There was no resolution to this, no neat and happy ending. Something inside him crumbled to ash as he looked at her. She wanted him to say he forgave her, he still loved her, and it wasn't true. He had loved her for her mind, and her body was beautiful, yes, but he had also loved her for her courage. Once, she had been willing to die to be free, to do as she willed and not be used. That was gone. She was a broken thing now, and the woman he'd loved was dead. He had his answers, and they made him no happier than the questions had.
"I don't understand," he said, "but I will accept. I suppose I have no choice." He closed his eyes. "Anything you can do to help would be appreciated. I will stay in contact with you."

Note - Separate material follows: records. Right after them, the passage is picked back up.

use super::*;

pub(super) const DEFAULT_QUERY_TYPE_NAME: &str = "Query";
pub(super) const DEFAULT_MUTATION_TYPE_NAME: &str = "Mutation";
pub(super) const DEFAULT_SUBSCRIPTION_TYPE_NAME: &str = "Subscription";

/// Reads `schema` definitions and extensions to determine which object types
/// act as the root operation types of the subgraph.
pub(super) fn ingest_schema_definitions<'a>(
    document: &'a ast::ServiceDocument,
    subgraph_id: SubgraphId,
    subgraphs: &mut Subgraphs,
) -> RootTypeMatcher<'a> {
    let mut matcher = RootTypeMatcher::default();

    for definition in &document.definitions {
        let ast::TypeSystemDefinition::Schema(schema_definition) = definition else {
            continue;
        };
        let schema_definition = &schema_definition.node;

        if let Some(query) = &schema_definition.query {
            if matcher.query.is_some() {
                subgraphs.push_ingestion_diagnostic(
                    subgraph_id,
                    "The query root is mapped more than once in schema definitions.".to_owned(),
                );
            }
            matcher.query = Some(query.node.as_str());
        }

        if let Some(mutation) = &schema_definition.mutation {
            matcher.mutation = Some(mutation.node.as_str());
        }

        if let Some(subscription) = &schema_definition.subscription {
            matcher.subscription = Some(subscription.node.as_str());
        }
    }

    matcher
}

/// Maps object type names to root operations.
///
/// A subgraph can use the default root type names (`Query`, `Mutation`,
/// `Subscription`) implicitly, or map custom names in a `schema` definition.
/// Using a default root name for a non-root type while a different type is
/// explicitly mapped to that operation is an error.
#[derive(Debug, Default)]
pub(super) struct RootTypeMatcher<'a> {
    query: Option<&'a str>,
    mutation: Option<&'a str>,
    subscription: Option<&'a str>,
}

#[derive(Debug, PartialEq, Eq)]
pub(super) enum RootTypeMatch {
    Query,
    Mutation,
    Subscription,
    NotRootButHasDefaultRootName,
    NotRoot,
}

impl RootTypeMatcher<'_> {
    pub(super) fn match_name(&self, name: &str) -> RootTypeMatch {
        let candidates = [
            (self.query, DEFAULT_QUERY_TYPE_NAME, RootTypeMatch::Query),
            (self.mutation, DEFAULT_MUTATION_TYPE_NAME, RootTypeMatch::Mutation),
            (self.subscription, DEFAULT_SUBSCRIPTION_TYPE_NAME, RootTypeMatch::Subscription),
        ];

        for (mapped, default_name, matched) in candidates {
            match mapped {
                Some(mapped) if mapped == name => return matched,
                // An explicit mapping to another type exists: the default
                // name is now just a regular type name, which is not
                // permitted in a federated context.
                Some(_) if name == default_name => return RootTypeMatch::NotRootButHasDefaultRootName,
                None if name == default_name => return matched,
                _ => (),
            }
        }

        RootTypeMatch::NotRoot
    }
}

#[cfg(test)]
mod tests {
    use super::*;

    #[test]
    fn default_names_are_roots() {
        let matcher = RootTypeMatcher::default();

        assert_eq!(matcher.match_name("Query"), RootTypeMatch::Query);
        assert_eq!(matcher.match_name("Mutation"), RootTypeMatch::Mutation);
        assert_eq!(matcher.match_name("Subscription"), RootTypeMatch::Subscription);
        assert_eq!(matcher.match_name("User"), RootTypeMatch::NotRoot);
    }

    #[test]
    fn custom_mapping_displaces_default_name() {
        let matcher = RootTypeMatcher {
            query: Some("MyQuery"),
            mutation: None,
            subscription: None,
        };

        assert_eq!(matcher.match_name("MyQuery"), RootTypeMatch::Query);
        assert_eq!(matcher.match_name("Query"), RootTypeMatch::NotRootButHasDefaultRootName);
        assert_eq!(matcher.match_name("Mutation"), RootTypeMatch::Mutation);
    }
}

He turned and left. The words he had not said, the words that would not be true if he'd said them, were palpable by their absence, making a presence, a thick miasma of pain unalleviated. But he could not ease her pain without lying, and she would know a lie. He had lost all respect for her, as she'd known he would, and he couldn't love her anymore.
He didn't say he was sorry, and neither did she. That would never be enough, for either of them. The silence clung to his skin, staying even after he'd left, even after he'd gotten in the car.
Chauffeur service was one of the few ISO perks Nambu utilized regularly. Cars had it in for Kozaburo Nambu, and he preferred to let someone else drive them whenever possible. This time, though, he wished he'd come alone. As the chauffeur drove him home, he wanted to weep for Teriani and how she had broken. But he could not weep with someone else there. He had to hide the tears as best he could, control himself as best he could, until he was home and there was no one to see the chink in his armor.